In a possible implementation, the generating the first target data augmentation policy based on the plurality of second target data augmentation policies includes:

• • determining target operation probabilities and target operation levels of the plurality of data augmentation operations based on the operation probabilities and the operation levels of the plurality of data augmentation operations in the plurality of second target data augmentation policies; and generating the first target data augmentation policy based on the determined target operation probabilities and target operation levels of the plurality of data augmentation operations.

In a possible implementation, the determining target operation probabilities and target operation levels of the plurality of data augmentation operations based on the operation probabilities and the operation levels of the plurality of data augmentation operations in the plurality of second target data augmentation policies includes:

• • for the any data augmentation operation, clustering a plurality of operation levels of the any data augmentation operation in the plurality of second target data augmentation policies, to obtain at least one operation level category; and for any one of the at least one operation level category, determining, based on an operation level of the any operation level category and an operation probability of the any data augmentation operation in a third target data augmentation policy in the plurality of second target data augmentation policies, a target operation intensity and a target operation probability of the any data augmentation operation, where the third target data augmentation policy is a second target data augmentation policy to which the operation level of the any operation level category belongs.

In a possible implementation, the determining, based on an operation level of the any operation level category and an operation probability of the any data augmentation operation in a third target data augmentation policy in the plurality of second target data augmentation policies, a target operation intensity and a target operation probability of the any data augmentation operation includes:

• • determining a target operation level of the any data augmentation operation based on the operation level of the any operation level category; and determining the target operation probability of the any data augmentation operation based on the operation probability of the any data augmentation operation in the third target data augmentation policy in the plurality of second target data augmentation policies.

In a possible implementation, the determining a target operation level of the any data augmentation operation based on the operation level of the any operation level category includes:

• • determining a minimum operation level and a maximum operation level in the any operation level category; and determining each operation level that is greater than or equal to the minimum operation level and that is less than or equal to the maximum operation level as the target operation level of the any data augmentation operation.

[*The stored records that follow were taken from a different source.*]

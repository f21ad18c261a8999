//! Directed, semantically labelled edges between nodes.

use serde::{Deserialize, Serialize};
use std::collections::BTreeMap;

use super::NodeId;
use crate::error::ValidationError;
use crate::tag::TagRef;

/// An authored relation from `source` to `target`.
///
/// The qualitative tag is read-only: the orchestrator may reinterpret it
/// numerically every cycle, but never writes it back.
#[derive(Debug, Clone, Serialize)]
pub struct Edge {
    pub id: Option<String>,
    pub source: NodeId,
    pub target: NodeId,

    /// Semantic descriptor, e.g. "lives_at", "hosts", "uses".
    pub relation: String,
    pub qualitative: Option<TagRef>,
    pub weight: Option<f64>,
    pub metadata: BTreeMap<String, serde_json::Value>,
}

impl Edge {
    /// Edge with weight 1.0 and no qualitative tag.
    pub fn new(
        source: impl Into<String>,
        target: impl Into<String>,
        relation: impl Into<String>,
    ) -> Self {
        Self {
            id: None,
            source: NodeId::new(source),
            target: NodeId::new(target),
            relation: relation.into(),
            qualitative: None,
            weight: None,
            metadata: BTreeMap::new(),
        }
    }

    /// Attach a qualitative tag.
    pub fn with_qualitative(mut self, tag: TagRef) -> Self {
        self.qualitative = Some(tag);
        self
    }

    /// Set the edge weight.
    pub fn with_weight(mut self, weight: f64) -> Self {
        self.weight = Some(weight);
        self
    }

    /// Label used in diagnostics: the authored id, or the position in the edge list.
    pub fn label(&self, index: usize) -> String {
        match &self.id {
            Some(id) => format!("'{}'", id),
            None => format!("#{}", index),
        }
    }
}

/// Authored form of an edge.
#[derive(Debug, Clone, Serialize, Deserialize)]
pub struct EdgeDefinition {
    #[serde(default)]
    pub id: Option<String>,
    pub source: String,
    pub target: String,
    #[serde(alias = "relation_type")]
    pub relation: String,
    #[serde(default)]
    pub qualitative: Option<String>,
    #[serde(default)]
    pub weight: Option<f64>,
    #[serde(default)]
    pub metadata: BTreeMap<String, serde_json::Value>,
}

impl EdgeDefinition {
    /// Authored edge with no id or tag.
    pub fn new(
        source: impl Into<String>,
        target: impl Into<String>,
        relation: impl Into<String>,
    ) -> Self {
        Self {
            id: None,
            source: source.into(),
            target: target.into(),
            relation: relation.into(),
            qualitative: None,
            weight: None,
            metadata: BTreeMap::new(),
        }
    }

    /// Attach a qualitative tag in `scale:descriptor` form. Parsed on load.
    pub fn with_qualitative(mut self, tag: impl Into<String>) -> Self {
        self.qualitative = Some(tag.into());
        self
    }

    /// Parse the qualitative tag and build the runtime edge.
    pub fn into_edge(self) -> Result<Edge, ValidationError> {
        let qualitative = self.qualitative.as_deref().map(TagRef::parse).transpose()?;
        Ok(Edge {
            id: self.id,
            source: NodeId::new(self.source),
            target: NodeId::new(self.target),
            relation: self.relation,
            qualitative,
            weight: self.weight,
            metadata: self.metadata,
        })
    }
}

impl From<&Edge> for EdgeDefinition {
    fn from(edge: &Edge) -> Self {
        Self {
            id: edge.id.clone(),
            source: edge.source.0.clone(),
            target: edge.target.0.clone(),
            relation: edge.relation.clone(),
            qualitative: edge.qualitative.as_ref().map(|t| t.to_string()),
            weight: edge.weight,
            metadata: edge.metadata.clone(),
        }
    }
}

Based on the foregoing possible implementation, the first node determines each operation level that is greater than or equal to the minimum operation level and less than or equal to the maximum operation level as the target operation level of the any data augmentation operation, so that a plurality of target operation levels of the any data augmentation operation are consecutive, and intensity change intervals corresponding to the consecutive target operation levels are also consecutive. In this way, subsequently, the first node performs, in the operation intensity change interval indicated by the target operation level of the any data augmentation operation, the any data augmentation operation on the first sample, and an obtained augmented sample changes in a continuous operation intensity change interval, thereby further increasing sample diversity and better complying with a sample change status in a real application scenario.

In a possible implementation, the determining a target operation level of the any data augmentation operation based on the operation level of the any operation level category includes:

• • determining each operation level in the any operation level category as the target operation level of the any data augmentation operation.

In a possible implementation, the target operation probability of the any data augmentation operation is an average probability of operation probabilities of the any data augmentation operation in the third target data augmentation policy in the plurality of second target data augmentation policies.

In a possible implementation, before the determining the first target data augmentation policy based on the plurality of data augmentation policies, the method further includes:

• • performing iterative calculation based on an initial data augmentation policy, to obtain the plurality of data augmentation policies.

In a possible implementation, the performing iterative calculation based on an initial data augmentation policy includes:

• • determining, in a process of ^th time of iterative calculation, an ^th data augmentation policy in the plurality of data augmentation policies based on a data augmentation policy determined in processes of previous −1 times of iterative calculation and each data augmentation policy in the initial data augmentation policy, where is an integer greater than or equal to 1 or less than or equal to N, and is a total quantity of times of iterative calculation.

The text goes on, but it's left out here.